Task brief: Using the listing below, keep only the lines with the word "QuestionState" and copy them.

Source information:
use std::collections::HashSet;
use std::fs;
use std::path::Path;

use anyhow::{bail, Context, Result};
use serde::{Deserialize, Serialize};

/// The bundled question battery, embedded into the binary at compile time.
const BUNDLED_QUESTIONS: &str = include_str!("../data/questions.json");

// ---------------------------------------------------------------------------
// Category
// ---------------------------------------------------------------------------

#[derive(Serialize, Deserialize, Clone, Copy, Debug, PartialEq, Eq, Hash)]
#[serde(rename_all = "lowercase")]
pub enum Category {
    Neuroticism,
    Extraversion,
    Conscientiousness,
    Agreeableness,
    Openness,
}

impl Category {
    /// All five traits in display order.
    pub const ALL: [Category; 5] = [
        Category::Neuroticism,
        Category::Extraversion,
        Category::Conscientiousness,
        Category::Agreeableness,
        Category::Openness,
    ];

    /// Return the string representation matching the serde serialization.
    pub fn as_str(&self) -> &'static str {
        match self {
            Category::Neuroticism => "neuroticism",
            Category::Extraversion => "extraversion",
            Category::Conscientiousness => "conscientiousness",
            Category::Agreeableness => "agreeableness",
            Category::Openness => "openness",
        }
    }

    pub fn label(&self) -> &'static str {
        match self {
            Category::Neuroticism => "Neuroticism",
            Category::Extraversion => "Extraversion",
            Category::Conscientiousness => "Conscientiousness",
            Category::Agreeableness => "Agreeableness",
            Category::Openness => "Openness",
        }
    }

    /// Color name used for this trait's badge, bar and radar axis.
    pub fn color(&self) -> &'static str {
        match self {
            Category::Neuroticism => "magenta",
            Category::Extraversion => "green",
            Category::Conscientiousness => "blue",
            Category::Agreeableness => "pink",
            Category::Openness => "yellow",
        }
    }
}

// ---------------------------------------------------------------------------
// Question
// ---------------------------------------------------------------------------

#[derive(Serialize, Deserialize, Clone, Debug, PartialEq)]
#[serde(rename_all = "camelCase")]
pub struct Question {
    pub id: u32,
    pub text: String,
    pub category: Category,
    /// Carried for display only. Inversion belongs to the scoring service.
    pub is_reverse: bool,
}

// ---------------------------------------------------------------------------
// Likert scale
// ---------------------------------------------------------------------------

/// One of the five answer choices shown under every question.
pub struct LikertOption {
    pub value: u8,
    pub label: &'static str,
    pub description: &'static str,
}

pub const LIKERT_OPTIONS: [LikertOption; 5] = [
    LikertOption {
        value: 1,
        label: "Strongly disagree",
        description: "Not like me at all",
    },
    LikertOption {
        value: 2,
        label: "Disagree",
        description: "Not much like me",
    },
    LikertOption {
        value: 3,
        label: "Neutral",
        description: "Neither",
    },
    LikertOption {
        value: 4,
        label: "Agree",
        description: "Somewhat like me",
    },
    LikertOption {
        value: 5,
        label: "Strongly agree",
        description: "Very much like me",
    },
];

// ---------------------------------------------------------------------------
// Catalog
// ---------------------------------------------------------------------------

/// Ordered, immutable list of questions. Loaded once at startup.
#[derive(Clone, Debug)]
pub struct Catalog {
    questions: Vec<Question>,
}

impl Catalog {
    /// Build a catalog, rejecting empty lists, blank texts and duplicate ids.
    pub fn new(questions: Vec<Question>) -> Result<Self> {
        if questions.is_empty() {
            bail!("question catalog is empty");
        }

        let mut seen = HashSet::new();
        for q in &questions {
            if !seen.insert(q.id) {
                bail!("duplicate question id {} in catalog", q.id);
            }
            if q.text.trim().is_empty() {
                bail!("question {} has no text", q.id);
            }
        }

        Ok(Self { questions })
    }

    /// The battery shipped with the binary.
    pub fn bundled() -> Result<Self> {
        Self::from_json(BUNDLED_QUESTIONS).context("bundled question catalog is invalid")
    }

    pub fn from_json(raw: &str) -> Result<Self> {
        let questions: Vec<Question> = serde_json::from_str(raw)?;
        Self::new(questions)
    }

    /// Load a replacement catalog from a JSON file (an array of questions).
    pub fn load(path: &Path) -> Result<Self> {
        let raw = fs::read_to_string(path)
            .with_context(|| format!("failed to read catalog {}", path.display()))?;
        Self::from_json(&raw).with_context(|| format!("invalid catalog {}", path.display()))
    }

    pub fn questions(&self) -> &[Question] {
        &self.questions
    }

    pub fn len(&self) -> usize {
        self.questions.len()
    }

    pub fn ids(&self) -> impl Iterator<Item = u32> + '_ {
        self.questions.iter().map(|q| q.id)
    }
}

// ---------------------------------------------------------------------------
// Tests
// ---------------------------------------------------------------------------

...

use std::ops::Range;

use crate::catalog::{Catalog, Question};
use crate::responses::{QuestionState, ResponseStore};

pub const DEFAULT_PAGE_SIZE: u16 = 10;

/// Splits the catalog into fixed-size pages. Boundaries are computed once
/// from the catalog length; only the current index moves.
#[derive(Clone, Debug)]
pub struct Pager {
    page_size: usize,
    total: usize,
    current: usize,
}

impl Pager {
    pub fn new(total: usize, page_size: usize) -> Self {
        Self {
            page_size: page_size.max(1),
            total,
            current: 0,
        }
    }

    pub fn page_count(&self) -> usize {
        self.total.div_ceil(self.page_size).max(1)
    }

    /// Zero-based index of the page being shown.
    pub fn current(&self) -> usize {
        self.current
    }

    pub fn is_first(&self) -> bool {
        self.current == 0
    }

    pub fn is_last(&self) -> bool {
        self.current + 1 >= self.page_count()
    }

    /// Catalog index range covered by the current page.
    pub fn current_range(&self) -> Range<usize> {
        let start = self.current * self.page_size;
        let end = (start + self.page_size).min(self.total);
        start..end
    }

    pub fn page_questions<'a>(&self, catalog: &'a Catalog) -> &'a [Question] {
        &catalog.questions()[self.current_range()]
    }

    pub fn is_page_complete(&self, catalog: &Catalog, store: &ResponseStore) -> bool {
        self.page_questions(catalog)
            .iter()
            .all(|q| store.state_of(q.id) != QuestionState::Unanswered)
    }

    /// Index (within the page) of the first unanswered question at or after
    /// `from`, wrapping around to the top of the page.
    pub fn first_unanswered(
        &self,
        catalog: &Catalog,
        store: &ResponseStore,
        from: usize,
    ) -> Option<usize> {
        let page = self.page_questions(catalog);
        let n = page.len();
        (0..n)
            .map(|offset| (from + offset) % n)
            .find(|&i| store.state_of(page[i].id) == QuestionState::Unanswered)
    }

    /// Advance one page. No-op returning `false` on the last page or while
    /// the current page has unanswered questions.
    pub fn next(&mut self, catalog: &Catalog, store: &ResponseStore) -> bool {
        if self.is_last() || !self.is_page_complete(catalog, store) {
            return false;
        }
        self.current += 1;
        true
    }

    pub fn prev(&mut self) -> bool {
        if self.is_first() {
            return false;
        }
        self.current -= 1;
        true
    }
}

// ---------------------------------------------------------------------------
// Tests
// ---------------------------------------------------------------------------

The answer:
use crate::responses::{QuestionState, ResponseStore};
            .all(|q| store.state_of(q.id) != QuestionState::Unanswered)
            .find(|&i| store.state_of(page[i].id) == QuestionState::Unanswered)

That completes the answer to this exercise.